A nearby community college had a nationally renowned 2 year woodworking program turning out skilled cabinet makers, furniture makers, and trim carpenters. A new college president came to the school and made an arbitrary decision to close the program because the furniture industry was going offshore so there would in the future be no need for this training. The school shut down the program, sold off equipment, sent the skilled instructors packing and reallocated the funding to liberal arts education. The school ignored the fact that very few graduates were going to work in furniture and cabinet factories. In fact most would get a few years of experience, start their own businesses, and become successful small businessmen in the region. The program was dropped despite strong opposition from graduates and the community.
Within the past week I met with an entrepreneur who started an HVAC company that today employs 43 people. He lamented the fact he could not find enough skilled young people to hire as installers and repair technicians. The local technical schools and community colleges are not supplying enough skilled graduates to bring into the business as trainees.
There is a high demand in the market for skilled tradesmen who can work with their hands and their mind. It is a shame the education system fails high school graduates who would benefit from learning a trade. Reallocating some of the billions wasted on higher education toward technical education would benefit small business, millions of unemployable young people, and boost the economy.

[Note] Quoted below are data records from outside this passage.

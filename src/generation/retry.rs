use std::time::Duration;
use tokio::time::sleep;
use tracing::{debug, error, warn};

use super::GenerationError;
use crate::{RagError, Result};

/// Bounded exponential backoff for rate-limited generation calls.
///
/// Attempts are numbered from zero. The first attempt runs immediately and
/// attempt `n >= 1` is preceded by a wait of `2^(n-1)` units. No wait follows
/// the final attempt.
#[derive(Debug, Clone, Copy, PartialEq, Eq)]
pub struct RetryPolicy {
    max_retries: u32,
    unit: Duration,
}

/// Where a retried call currently stands
#[derive(Debug, Clone, Copy, PartialEq, Eq)]
pub enum RetryState {
    Attempting { attempt: u32 },
    Waiting { attempt: u32, delay: Duration },
    Succeeded { attempts: u32 },
    Exhausted { attempts: u32 },
}

/// Result of a single attempt, as far as the policy is concerned
#[derive(Debug, Clone, Copy, PartialEq, Eq)]
pub enum AttemptOutcome {
    Success,
    RateLimited,
}

impl RetryPolicy {
    #[inline]
    pub const fn new(max_retries: u32, unit: Duration) -> Self {
        Self { max_retries, unit }
    }

    #[inline]
    pub const fn max_retries(&self) -> u32 {
        self.max_retries
    }

    #[inline]
    pub const fn unit(&self) -> Duration {
        self.unit
    }

    /// Wait that precedes `attempt`
    #[inline]
    pub fn delay_before(&self, attempt: u32) -> Duration {
        if attempt == 0 {
            return Duration::ZERO;
        }
        let factor = 2u32.checked_pow(attempt - 1).unwrap_or(u32::MAX);
        self.unit.saturating_mul(factor)
    }

    #[inline]
    pub const fn start(&self) -> RetryState {
        if self.max_retries == 0 {
            RetryState::Exhausted { attempts: 0 }
        } else {
            RetryState::Attempting { attempt: 0 }
        }
    }

    /// Transition after `attempt` finished with `outcome`
    #[inline]
    pub fn next(&self, attempt: u32, outcome: AttemptOutcome) -> RetryState {
        let attempts = attempt + 1;
        match outcome {
            AttemptOutcome::Success => RetryState::Succeeded { attempts },
            AttemptOutcome::RateLimited if attempts >= self.max_retries => {
                RetryState::Exhausted { attempts }
            }
            AttemptOutcome::RateLimited => RetryState::Waiting {
                attempt: attempts,
                delay: self.delay_before(attempts),
            },
        }
    }

    /// Drive `operation` to completion under this policy.
    ///
    /// Only [`GenerationError::RateLimited`] is retried; any other failure is
    /// returned immediately as [`RagError::Generation`].
    pub async fn run<T, F>(&self, mut operation: F) -> Result<T>
    where
        T: Send,
        F: FnMut(u32) -> std::result::Result<T, GenerationError> + Send,
    {
        let mut state = self.start();
        let mut value = None;

        loop {
            match state {
                RetryState::Attempting { attempt } => {
                    debug!("Generation attempt {}/{}", attempt + 1, self.max_retries);
                    let outcome = match operation(attempt) {
                        Ok(result) => {
                            value = Some(result);
                            AttemptOutcome::Success
                        }
                        Err(GenerationError::RateLimited(message)) => {
                            debug!("Attempt {} rate limited: {}", attempt + 1, message);
                            AttemptOutcome::RateLimited
                        }
                        Err(GenerationError::Service(message)) => {
                            error!("Generation failed, not retrying: {}", message);
                            return Err(RagError::Generation(message));
                        }
                    };
                    state = self.next(attempt, outcome);
                }
                RetryState::Waiting { attempt, delay } => {
                    warn!(
                        "Rate limit hit. Retrying in {:?} (attempt {}/{})",
                        delay,
                        attempt + 1,
                        self.max_retries
                    );
                    sleep(delay).await;
                    state = RetryState::Attempting { attempt };
                }
                RetryState::Succeeded { attempts } => {
                    debug!("Generation succeeded after {} attempt(s)", attempts);
                    return value.ok_or_else(|| {
                        RagError::Generation("attempt succeeded without a result".to_string())
                    });
                }
                RetryState::Exhausted { attempts } => {
                    error!("Generation gave up after {} attempts", attempts);
                    return Err(RagError::RetryExhausted { attempts });
                }
            }
        }
    }
}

Unfortunately the elites who run the education industry look down at people who work the hands and their minds.
Colleges are full of taxpayer funded students who bog the whole system down. They aren’t bad people but they and the nation would be better served in trade schools.
The worst part is the fact that all that taxpayer funding does what taxpayer funding always does. The colleges invent new ways of justifying the funding with worthless courses and professors.
My sister is trying to get some sort of business degree though our local community college. Used to be you paid a couple hundred dollars, took the courses and got the degree. Unfortunately our community college is trying to become another unneeded 4 year school and they’re behaving like one. The first thing she has to do is take an orientation course so she can learn to juggle college and social life. She’s nearly 50 years old and hasn’t had or needed a social life in decades. The orientation course requires several school specific books that will cost hundreds of dollars.
And that is a shame, but what can you expect from educated idiots, which these elites are?
“Unfortunately the elites who run the education industry look down at people who work the hands and their minds.”
This REALLY annoys me - you can even see this attitude on “The Big Bang Theory” - where Sheldon looks down upon and constantly derides Wolowitz, the lowly engineer. In Europe (particularly Eastern Europe), engineers are (or at least were) addressed and announced as “Mr(s). Engineer” as much as “Mr(s). Professor”, “Mr(s). Academician”, Mr(s). Doctor”.
There! Fixed that! We don't have an education system in the U.S. We instead have crony-education for members of the education-industrial-complex.